Top of Input for this task

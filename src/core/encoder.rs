//! Record encoders
//!
//! Turns a [`LogEntry`] into one line of bytes:
//! - Console: tab-separated human-readable layout, fields as a trailing JSON object
//! - Json: one JSON object per line
//!
//! Field order is preserved exactly as the caller supplied it, so the JSON
//! text is assembled by hand instead of going through a `serde_json::Map`.

use super::log_entry::LogEntry;
use serde::{Deserialize, Serialize};
use std::fmt::Write as _;

/// Layout of an encoded record
#[derive(Debug, Clone, Copy, Default, PartialEq, Eq, Serialize, Deserialize)]
#[serde(rename_all = "lowercase")]
pub enum Encoding {
    /// `2025-01-08T10:30:45.123+0100	info	app/main.rs:12	started	{"port":8080}`
    #[default]
    Console,

    /// `{"level":"info","ts":"2025-01-08T10:30:45.123+0100","caller":"app/main.rs:12","msg":"started","port":8080}`
    Json,
}

/// How the record timestamp is rendered
#[derive(Debug, Clone, Copy, Default, PartialEq, Eq)]
pub enum TimeEncoding {
    /// Floating-point seconds since the Unix epoch
    #[default]
    Epoch,

    /// ISO 8601 with milliseconds and numeric offset: `2025-01-08T10:30:45.123+0100`
    Iso8601,
}

/// How the level name is rendered
#[derive(Debug, Clone, Copy, Default, PartialEq, Eq)]
pub enum LevelEncoding {
    #[default]
    Lowercase,
    Capital,
    /// Lowercase with ANSI colors (console only)
    #[cfg(feature = "color")]
    LowercaseColor,
}

/// Key names and per-element encodings shared by both layouts.
#[derive(Debug, Clone, PartialEq, Eq)]
pub struct EncoderConfig {
    pub time_key: String,
    pub level_key: String,
    pub name_key: String,
    pub caller_key: String,
    pub message_key: String,
    pub line_ending: String,
    pub time: TimeEncoding,
    pub level: LevelEncoding,
}

impl EncoderConfig {
    /// Production key names with epoch timestamps and lowercase levels.
    #[must_use]
    pub fn production() -> Self {
        Self {
            time_key: "ts".to_string(),
            level_key: "level".to_string(),
            name_key: "logger".to_string(),
            caller_key: "caller".to_string(),
            message_key: "msg".to_string(),
            line_ending: "\n".to_string(),
            time: TimeEncoding::Epoch,
            level: LevelEncoding::Lowercase,
        }
    }

    /// Production defaults with ISO 8601 timestamps; what every logger
    /// built from a [`Config`](crate::Config) uses.
    #[must_use]
    pub fn iso8601() -> Self {
        Self {
            time: TimeEncoding::Iso8601,
            ..Self::production()
        }
    }

    #[must_use = "builder methods return a new value"]
    pub fn with_level_encoding(mut self, level: LevelEncoding) -> Self {
        self.level = level;
        self
    }

    fn encode_time(&self, entry: &LogEntry) -> String {
        match self.time {
            TimeEncoding::Iso8601 => entry
                .timestamp
                .format("%Y-%m-%dT%H:%M:%S%.3f%z")
                .to_string(),
            TimeEncoding::Epoch => {
                let micros = entry.timestamp.timestamp_micros();
                format!("{:.6}", micros as f64 / 1_000_000.0)
            }
        }
    }

    #[cfg_attr(not(feature = "color"), allow(unused_variables))]
    fn encode_level(&self, entry: &LogEntry, colored: bool) -> String {
        match self.level {
            LevelEncoding::Lowercase => entry.level.to_str().to_string(),
            LevelEncoding::Capital => entry.level.to_capital_str().to_string(),
            #[cfg(feature = "color")]
            LevelEncoding::LowercaseColor => {
                if colored {
                    use colored::Colorize;
                    entry
                        .level
                        .to_str()
                        .color(entry.level.color_code())
                        .to_string()
                } else {
                    entry.level.to_str().to_string()
                }
            }
        }
    }
}

impl Default for EncoderConfig {
    fn default() -> Self {
        Self::iso8601()
    }
}

#[derive(Debug, Clone, PartialEq, Eq)]
pub struct Encoder {
    encoding: Encoding,
    config: EncoderConfig,
}

impl Encoder {
    pub fn new(encoding: Encoding, config: EncoderConfig) -> Self {
        Self { encoding, config }
    }

    pub fn console(config: EncoderConfig) -> Self {
        Self::new(Encoding::Console, config)
    }

    pub fn json(config: EncoderConfig) -> Self {
        Self::new(Encoding::Json, config)
    }

    pub fn encoding(&self) -> Encoding {
        self.encoding
    }

    pub fn config(&self) -> &EncoderConfig {
        &self.config
    }

    /// Encode one record, including the trailing line ending.
    pub fn encode(&self, entry: &LogEntry) -> String {
        let mut line = match self.encoding {
            Encoding::Console => self.encode_console(entry),
            Encoding::Json => self.encode_json(entry),
        };
        line.push_str(&self.config.line_ending);
        line
    }

    fn encode_console(&self, entry: &LogEntry) -> String {
        let mut elements = Vec::with_capacity(6);
        elements.push(self.config.encode_time(entry));
        elements.push(self.config.encode_level(entry, true));
        if let Some(ref name) = entry.logger_name {
            elements.push(name.clone());
        }
        if let Some(ref caller) = entry.caller {
            elements.push(caller.short());
        }
        elements.push(entry.message.clone());

        let mut line = elements.join("\t");
        if !entry.fields.is_empty() {
            line.push('\t');
            line.push('{');
            push_fields(&mut line, entry);
            line.push('}');
        }
        line
    }

    fn encode_json(&self, entry: &LogEntry) -> String {
        let cfg = &self.config;
        let mut line = String::with_capacity(128);
        line.push('{');
        push_pair(&mut line, &cfg.level_key, &json_string(&cfg.encode_level(entry, false)));
        line.push(',');
        push_pair(&mut line, &cfg.time_key, &self.json_time(entry));
        if let Some(ref name) = entry.logger_name {
            line.push(',');
            push_pair(&mut line, &cfg.name_key, &json_string(name));
        }
        if let Some(ref caller) = entry.caller {
            line.push(',');
            push_pair(&mut line, &cfg.caller_key, &json_string(&caller.short()));
        }
        line.push(',');
        push_pair(&mut line, &cfg.message_key, &json_string(&entry.message));
        if !entry.fields.is_empty() {
            line.push(',');
            push_fields(&mut line, entry);
        }
        line.push('}');
        line
    }

    fn json_time(&self, entry: &LogEntry) -> String {
        match self.config.time {
            // Epoch is a bare number in JSON
            TimeEncoding::Epoch => self.config.encode_time(entry),
            TimeEncoding::Iso8601 => json_string(&self.config.encode_time(entry)),
        }
    }
}

impl Default for Encoder {
    fn default() -> Self {
        Self::console(EncoderConfig::iso8601())
    }
}

fn json_string(s: &str) -> String {
    serde_json::Value::String(s.to_string()).to_string()
}

fn push_pair(out: &mut String, key: &str, encoded_value: &str) {
    let _ = write!(out, "{}:{}", json_string(key), encoded_value);
}

fn push_fields(out: &mut String, entry: &LogEntry) {
    for (idx, field) in entry.fields.iter().enumerate() {
        if idx > 0 {
            out.push(',');
        }
        push_pair(out, &field.key, &field.value.to_json_value().to_string());
    }
}

#[cfg(test)]
mod tests {
    use super::*;
    use crate::core::field;
    use crate::core::log_entry::Caller;
    use crate::core::LogLevel;

    fn sample() -> LogEntry {
        LogEntry::new(LogLevel::Warn, "disk low")
            .with_caller(Caller { file: "src/storage/disk.rs", line: 88 })
            .with_fields(vec![field::int("free_mb", 12), field::string("mount", "/data")])
    }

    #[test]
    fn test_console_layout() {
        let line = Encoder::default().encode(&sample());
        assert!(line.ends_with('\n'));

        let parts: Vec<&str> = line.trim_end().split('\t').collect();
        assert_eq!(parts.len(), 5);
        assert_eq!(parts[1], "warn");
        assert_eq!(parts[2], "storage/disk.rs:88");
        assert_eq!(parts[3], "disk low");
        assert_eq!(parts[4], r#"{"free_mb":12,"mount":"/data"}"#);
    }

    #[test]
    fn test_console_iso8601_time() {
        let entry = LogEntry::new(LogLevel::Info, "x");
        let line = Encoder::default().encode(&entry);
        let ts = line.split('\t').next().unwrap();

        // 2025-01-08T10:30:45.123+0100
        assert_eq!(ts.len(), 28, "unexpected timestamp {}", ts);
        assert_eq!(&ts[10..11], "T");
        assert_eq!(&ts[19..20], ".");
        assert!(ts[23..].starts_with('+') || ts[23..].starts_with('-'));
    }

    #[test]
    fn test_console_without_fields_or_caller() {
        let entry = LogEntry::new(LogLevel::Info, "plain").with_name(Some("db"));
        let line = Encoder::default().encode(&entry);
        let parts: Vec<&str> = line.trim_end().split('\t').collect();
        assert_eq!(&parts[1..], ["info", "db", "plain"]);
    }

    #[test]
    fn test_json_layout() {
        let line = Encoder::json(EncoderConfig::iso8601()).encode(&sample());
        let parsed: serde_json::Value = serde_json::from_str(line.trim_end()).unwrap();
        assert_eq!(parsed["level"], "warn");
        assert_eq!(parsed["msg"], "disk low");
        assert_eq!(parsed["caller"], "storage/disk.rs:88");
        assert_eq!(parsed["free_mb"], 12);
        assert_eq!(parsed["mount"], "/data");
        assert!(parsed["ts"].is_string());
    }

    #[test]
    fn test_json_epoch_time_is_number() {
        let entry = LogEntry::new(LogLevel::Debug, "tick");
        let line = Encoder::json(EncoderConfig::production()).encode(&entry);
        let parsed: serde_json::Value = serde_json::from_str(line.trim_end()).unwrap();
        assert!(parsed["ts"].is_f64());
    }

    #[test]
    fn test_capital_levels() {
        let config = EncoderConfig::iso8601().with_level_encoding(LevelEncoding::Capital);
        let line = Encoder::console(config).encode(&LogEntry::new(LogLevel::Error, "boom"));
        assert!(line.contains("\tERROR\t"));
    }

    #[test]
    fn test_field_order_preserved() {
        let entry = LogEntry::new(LogLevel::Info, "order").with_fields(vec![
            field::int("z", 1),
            field::int("a", 2),
        ]);
        let line = Encoder::default().encode(&entry);
        assert!(line.contains(r#"{"z":1,"a":2}"#));
    }
}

Bottom of Input for this task

What the exercise asks: Go through the entries above and copy each line with "parsed" in it.

Solved problem:
        let parsed: serde_json::Value = serde_json::from_str(line.trim_end()).unwrap();
        assert_eq!(parsed["level"], "warn");
        assert_eq!(parsed["msg"], "disk low");
        assert_eq!(parsed["caller"], "storage/disk.rs:88");
        assert_eq!(parsed["free_mb"], 12);
        assert_eq!(parsed["mount"], "/data");
        assert!(parsed["ts"].is_string());
        let parsed: serde_json::Value = serde_json::from_str(line.trim_end()).unwrap();
        assert!(parsed["ts"].is_f64());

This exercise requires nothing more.